The World’s Best Business Events (And The People Who Create Them) 

At IBTM World in Barcelona last year, I moderated a panel discussion entitled ‘The World’s Best Business Events - And the People Who Create Them’. The session, and aptly named report is available to view On Demand, and serves as a global temperature check on the MICE industry and the individuals who drive its success.

Short for time? Scroll to the bottom to discover the key takeaways.

Over half (57%) of the survey’s respondents confessed that restricted budgets are now one of the biggest challenges they face. A staggering 79% said that their event planning role had become more stressful and 90% reported that despite taking on more responsibilities since the pandemic, they had seen no change in their reward packages.

The two panellists who joined me on stage to discuss the survey’s findings were Jessica Charles, Vice President of Programming & Events at Forbes and Adam Azor, EVP of Global Marketing at Sportradar, a sports data and technology company.

Both have contributed to the written report, and both agree that tight budgets and not enough technology-driven solutions are key contributors to the challenges and stress experienced by planners today.

“We’re seeing a labour shortage and we’re feeling the effects of high inflation on costs,” says Charles. “There has to be a conversation and flexibility built into budgets because what’s right for the brand and what’s right for the audience isn’t always reflected in how much you have to spend.

“For instance, at Forbes, we feed our attendees well and they expect a certain level of luxury. I may be able to get the F&B cost down one year due to my relationships or by cashing in a few favours, but that doesn’t mean the F&B budget should shrink for subsequent years. Event leadership needs to understand what you do to make these events happen and consider that when setting line item budgets.”

Charles also advocates for larger technology budgets since: “audio-visual is expensive and good AV can make or break your event”.

Investing in technology is also a vital contingency for when plans change. 

Charles tells the audience about the time when Hilary Clinton was due to speak at a Forbes event in Abu Dhabi but conflict in the Middle East meant that she had to deliver her talk remotely and be live-streamed into the venue instead.

“That was extremely expensive to organise,” Charles recalls. “There will always be things you can’t plan for but that’s the nature of events so budget planning needs built-in flexibility to cater for that.”

Despite the challenges, 65% of respondents to the Culture Creators survey thought that businesses now recognise the vital importance of events.

According to Sportradar’s Azor, this is due to how B2B marketing has evolved over the past decade and how technology is used to prove ROI and track metrics such as attendee engagement.

He also notes that more brands now stage ‘owned events’ to control the customer journey, curate the content, and monetise the experience through sponsorship.

“Category leaders with big budgets were the first to make a move into brand-owned events. A key example is Dreamforce from Salesforce,” Azor notes. “We started doing Sportradar Connect so that we could determine which prospects and customers to invite, what content to deliver and then film it, package it up and distribute it digitally to increase our reach and drive more leads.

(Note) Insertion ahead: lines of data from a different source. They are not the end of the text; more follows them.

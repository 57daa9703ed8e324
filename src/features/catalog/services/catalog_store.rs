use async_trait::async_trait;
use chrono::{DateTime, Utc};
use uuid::Uuid;

use crate::core::error::Result;
use crate::features::catalog::models::{CatalogEntry, NewCatalogEntry};

/// Catalog collaborator used by quota accounting and the assembler
#[async_trait]
pub trait CatalogStore: Send + Sync {
    /// Sum of committed non-folder sizes for the owner
    async fn consumed_bytes(&self, owner_id: &str) -> Result<i64>;

    /// Explicit limit for the owner, `None` when the default applies
    async fn quota_limit(&self, owner_id: &str) -> Result<Option<i64>>;

    async fn folder_exists(&self, owner_id: &str, folder_id: Uuid) -> Result<bool>;

    async fn insert_entry(&self, entry: NewCatalogEntry) -> Result<CatalogEntry>;

    /// Most recent modification time across the owner's entries
    async fn last_change(&self, owner_id: &str) -> Result<Option<DateTime<Utc>>>;
}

“B2B event marketing is about having a healthy balance of brand-owned activities and third-party activations such as trade shows and conferences. It gives you a deeper integration with measurement, ROI, plus tracking and results for a more effective overall strategy.”

Azor and Charles both agree that MICE professionals now need to be more intentional about how they speak with different audiences, which is another cause of stress.

Azor adds that as AI develops to reduce some of the pain points and eradicate some of the more mundane manual tasks, it too will likely bring more challenges and stress but MICE professionals are nothing if not resilient and can adapt.

Despite all this, however, 64% of survey respondents said they’d still recommend the MICE industry to a friend. Charles and Azor concur.

“I don’t think I’d recommend it to every friend as it takes a certain personality to succeed in events,” Charles concludes. “But we love what we do and for the right person, it’s an industry that’s incredibly rewarding. We literally give everything to ensure that our audiences get the most out of their time at our events because that’s a currency you can’t put a price on.”


To watch the panel discussion and read the report ‘The World’s Best Business Events - And the People who Create Them’ from IBTM World 2023, sign up to On Demand.


Key takeaways from The World’s Best Business Events - And the People who Create Them

  • 73% of survey respondents agree that business events have increased in the past three years, underscoring the industry’s resilience and adaptability.
  • 57% reveal tight budgets are one of the biggest challenges that they face currently in their role. Nonetheless, half still feel that events are funded appropriately (50%).
  • A staggering 79% of professionals believe their jobs have become more stressful, and 61% state that their roles have evolved in response to the pandemic.
  • 90% report no change in their reward packages, highlighting that MICE professionals are taking on more responsibilities without added compensation.
  • Despite the challenges, an impressive 64% of respondents would recommend their industry to a friend.
  • 65% of respondents think businesses are recognizing the vital importance of events and 88% underscore the significance of events in the context of remote work culture. 
  • Notably, despite the challenges, event professionals demonstrate remarkable resilience, as they continue to shape and deliver impactful events, rising above obstacles.